Introduction

Lassa virus (LASV) was discovered in 1969 in Nigeria1. The virus is estimated to cause about 200,000 infections with up to 5,000 deaths each year in West Africa2. The disease caused by LASV, Lassa fever, is endemic in two distinct endemic areas, one in Nigeria and the second in Sierra Leone-Guinea-Liberia-Mali3. It is transmitted to humans through the multimammate mouse, Mastomys natalensis, which is living commensally in rural areas of West Africa4,5.

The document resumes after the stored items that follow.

//! The visible window over the full record set.
//!
//! [`GridView`] derives an ordered view (filter, then optional sort) from
//! the full set and reveals a prefix of it through its [`Pager`]. A query
//! or sort change recomputes the view, resets the window to page 1, and
//! bumps the view generation so in-flight row requests can tell they are
//! stale.

use std::sync::Arc;

use collegium_core::Record;
use serde::Serialize;

use crate::filter::{Query, filter_indices};
use crate::pager::{LastRow, Pager, RowRange};
use crate::sort::{SortSpec, sort_indices};
use crate::source::RecordSet;

/// Rows returned for one row request.
#[derive(Debug, Clone, PartialEq, Serialize)]
pub struct RowBlock {
    /// The range that was requested.
    pub range: RowRange,
    /// Rows in `range` that exist in the view (may be shorter than requested).
    pub rows: Vec<Record>,
    /// Total-row report for the grid.
    pub last_row: LastRow,
}

fn slice_ordered(records: &RecordSet, order: &[usize], range: RowRange) -> RowBlock {
    let total = order.len();
    let rows = order[range.clamp(total)]
        .iter()
        .filter_map(|&index| records.get(index).cloned())
        .collect();
    RowBlock {
        range,
        rows,
        last_row: LastRow::for_request(range.end, total),
    }
}

/// Frozen copy of a view, handed to deferred row requests.
#[derive(Debug, Clone)]
pub struct ViewSnapshot {
    generation: u64,
    records: RecordSet,
    order: Arc<[usize]>,
}

impl ViewSnapshot {
    /// Generation of the view this snapshot was taken from.
    pub fn generation(&self) -> u64 {
        self.generation
    }

    /// Slice the snapshotted view.
    pub fn slice(&self, range: RowRange) -> RowBlock {
        slice_ordered(&self.records, &self.order, range)
    }
}

/// Filtered, sorted, paged view over a [`RecordSet`].
#[derive(Debug, Clone)]
pub struct GridView {
    records: RecordSet,
    query: Query,
    sort: Option<SortSpec>,
    order: Arc<[usize]>,
    pager: Pager,
    generation: u64,
}

impl GridView {
    /// View over `records` with no filter, no sort, and page 1 revealed.
    pub fn new(records: RecordSet, page_size: usize) -> Self {
        let order: Arc<[usize]> = (0..records.len()).collect();
        Self {
            records,
            query: Query::default(),
            sort: None,
            order,
            pager: Pager::new(page_size),
            generation: 0,
        }
    }

    /// Current query.
    pub fn query(&self) -> &Query {
        &self.query
    }

    /// Current sort, if any.
    pub fn sort(&self) -> Option<SortSpec> {
        self.sort
    }

    /// Page state.
    pub fn pager(&self) -> &Pager {
        &self.pager
    }

    /// Bumped on every query or sort change.
    pub fn generation(&self) -> u64 {
        self.generation
    }

    /// Returns `true` if `generation` is still this view's generation.
    pub fn is_current(&self, generation: u64) -> bool {
        self.generation == generation
    }

    /// Number of records in the full set.
    pub fn total(&self) -> usize {
        self.records.len()
    }

    /// Number of records that pass the query.
    pub fn matched(&self) -> usize {
        self.order.len()
    }

    /// Number of records currently revealed.
    pub fn window_len(&self) -> usize {
        self.pager.window_len(self.order.len())
    }

    /// Returns `true` once every matching record is revealed.
    pub fn is_complete(&self) -> bool {
        self.pager.is_terminal(self.order.len())
    }

    /// The revealed records, in view order.
    pub fn visible(&self) -> Vec<&Record> {
        self.order[..self.window_len()]
            .iter()
            .filter_map(|&index| self.records.get(index))
            .collect()
    }

    /// Set the query. Returns `false` (and changes nothing) if it is unchanged.
    pub fn set_query(&mut self, raw: impl Into<String>) -> bool {
        let query = Query::new(raw);
        if query == self.query {
            return false;
        }
        log::debug!("Query '{}' → '{}'", self.query, query);
        self.query = query;
        self.recompute();
        true
    }

    /// Set the sort. Returns `false` (and changes nothing) if it is unchanged.
    pub fn set_sort(&mut self, sort: Option<SortSpec>) -> bool {
        if sort == self.sort {
            return false;
        }
        log::debug!("Sort {:?} → {sort:?}", self.sort);
        self.sort = sort;
        self.recompute();
        true
    }

    fn recompute(&mut self) {
        let mut order = filter_indices(self.records.records(), &self.query);
        sort_indices(self.records.records(), &mut order, self.sort);
        self.order = order.into();
        self.pager.reset();
        self.generation += 1;
    }

    /// Slice the current view.
    pub fn slice(&self, range: RowRange) -> RowBlock {
        slice_ordered(&self.records, &self.order, range)
    }

    /// The next block to request, or `None` once the window is complete.
    pub fn next_block(&self) -> Option<RowRange> {
        self.pager.next_block(self.order.len())
    }

    /// Grow the window to cover a delivered block. Returns `true` if it grew.
    ///
    /// Callers must check [`is_current`](Self::is_current) first; this
    /// method trusts that `block` was sliced from the current view.
    pub fn apply_block(&mut self, block: &RowBlock) -> bool {
        self.pager.advance_to(block.range.end, self.order.len())
    }

    /// Freeze the current view for a deferred request.
    pub fn snapshot(&self) -> ViewSnapshot {
        ViewSnapshot {
            generation: self.generation,
            records: self.records.clone(),
            order: Arc::clone(&self.order),
        }
    }
}

// ============================================================================
// Tests
// ============================================================================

LASV is a member of the family Arenaviridae containing two genome segments of single-stranded RNA. The small RNA segment (S-RNA) encodes the nucleoprotein (NP) and the glycoprotein precursor (GPC). The large RNA segment (L-RNA) encodes the RNA-dependent RNA polymerase (L) and the matrix protein Z6. Phylogenetic analyses showed that LASV currently consists of five lineages, with three lineages found in Nigeria, one in Sierra Leone, Guinea and Liberia, and one in Mali and Côte d’Ivoire7,8,9. Geographical pattern of the lineages indicates that the virus has spread from east to west7. Timing of the phylogenetic divergence events in LASV evolution depends on estimation of the molecular clock rate of the virus. So far, studies estimating the substitution rate mainly relied on LASV sequences obtained from human infections scattered over a large geographic area. In this study, we aimed at reconstructing the spatial and temporal evolution of LASV in the natural host population. To this end, we generated 132 partial LASV sequences from M. natalensis trapped in 12 villages of the Faranah prefecture in Upper Guinea over a period of 12 years (Fig. 1). As the longitudinal survey is conducted in a specific geographical area, the sequences obtained are likely to represent a sample from the transmission chains among the local rodent population and are thus suitable to estimate both the short-term evolutionary rate of LASV in the natural reservoir as well as the timing of virus spread of LASV at regional level.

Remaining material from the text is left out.